_EXERCISE AIM_
Only the lines from the beginning of the data below through the line that contains "#[arg(short, long, action" should be repeated, exactly as written.

_SUPPLIED ENTRIES_
use std::path::PathBuf;

use crate::passcode::RuleKind;
use crate::request::UserVerificationRequirement;
use crate::store::VerificationMethod;

pub const DEFAULT_RP_ID: &str = "passrite.local";
pub const USER_HANDLE_LEN: usize = 16;
pub const CHALLENGE_LEN: usize = 32;
pub const CREDENTIAL_ID_LEN: usize = 32;
pub const CEREMONY_TIMEOUT_SECS: u64 = 60;

pub const DEFAULT_MIN_PASSCODE_LENGTH: usize = 6;
pub const DEFAULT_MAX_PASSCODE_LENGTH: usize = 8;
pub const DEFAULT_MAX_RETRY_COUNT: u32 = 5;
pub const DEFAULT_BASE_LOCKOUT_SECS: u64 = 30;
pub const MAX_LOCKOUT_SECS: u64 = 24 * 60 * 60;

#[derive(clap::Parser, Debug, Clone)]
#[command(name = "passrite", version, about)]
pub struct Config {
    #[arg(short, long, action = clap::ArgAction::Count, global = true)]
    pub verbose: u8,
    #[arg(long, default_value = DEFAULT_RP_ID, global = true)]
    pub rp_id: String,
    #[arg(long, default_value = "pinentry", global = true)]
    pub pinentry: String,
    /// Defaults to the XDG data directory.
    #[arg(long, global = true)]
    pub data_dir: Option<PathBuf>,
    /// Verification method for new ceremonies.
    #[arg(long, value_enum, default_value_t = VerificationMethod::Platform, global = true)]
    pub method: VerificationMethod,
    #[arg(long, default_value_t = DEFAULT_MAX_RETRY_COUNT, global = true)]
    pub max_retry_count: u32,
    #[arg(long, default_value_t = DEFAULT_BASE_LOCKOUT_SECS, global = true)]
    pub base_lockout_secs: u64,
    #[arg(long, default_value_t = DEFAULT_MIN_PASSCODE_LENGTH, global = true)]
    pub min_passcode_length: usize,
    #[arg(long, default_value_t = DEFAULT_MAX_PASSCODE_LENGTH, global = true)]
    pub max_passcode_length: usize,
    /// Passcode rules to switch off (all are on by default).
    #[arg(long = "disable-rule", value_enum, global = true)]
    pub disabled_rules: Vec<RuleKind>,
    #[command(subcommand)]
    pub command: Command,
}

#[derive(clap::Subcommand, Debug, Clone)]
pub enum Command {
    /// Register a new credential for USER.
    Register {
        user: String,
        #[arg(long)]
        display_name: Option<String>,
        #[arg(long)]
        resident_key: bool,
    },
    /// Authenticate with a registered credential.
    Authenticate {
        /// Leave the allow-list empty instead of listing registered credentials.
        #[arg(long)]
        any: bool,
        #[arg(long, value_enum, default_value_t = UserVerificationRequirement::Required)]
        user_verification: UserVerificationRequirement,
    },
    /// List registered credentials.
    List {
        #[arg(long, value_enum)]
        method: Option<VerificationMethod>,
    },
    /// Delete a credential by its base64url ID.
    Delete { credential_id: String },
    /// Delete every stored credential.
    Wipe,
    #[command(subcommand)]
    Passcode(PasscodeCommand),
    /// Check a candidate passcode against the active rules.
    CheckPasscode { candidate: String },
}

#[derive(clap::Subcommand, Debug, Clone)]
pub enum PasscodeCommand {
    Create,
    Change,
    Delete,
    /// Show lockout state.
    Status,
}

_OUTPUT OF THE EXERCISE_
use std::path::PathBuf;

use crate::passcode::RuleKind;
use crate::request::UserVerificationRequirement;
use crate::store::VerificationMethod;

pub const DEFAULT_RP_ID: &str = "passrite.local";
pub const USER_HANDLE_LEN: usize = 16;
pub const CHALLENGE_LEN: usize = 32;
pub const CREDENTIAL_ID_LEN: usize = 32;
pub const CEREMONY_TIMEOUT_SECS: u64 = 60;

pub const DEFAULT_MIN_PASSCODE_LENGTH: usize = 6;
pub const DEFAULT_MAX_PASSCODE_LENGTH: usize = 8;
pub const DEFAULT_MAX_RETRY_COUNT: u32 = 5;
pub const DEFAULT_BASE_LOCKOUT_SECS: u64 = 30;
pub const MAX_LOCKOUT_SECS: u64 = 24 * 60 * 60;

#[derive(clap::Parser, Debug, Clone)]
#[command(name = "passrite", version, about)]
pub struct Config {
    #[arg(short, long, action = clap::ArgAction::Count, global = true)]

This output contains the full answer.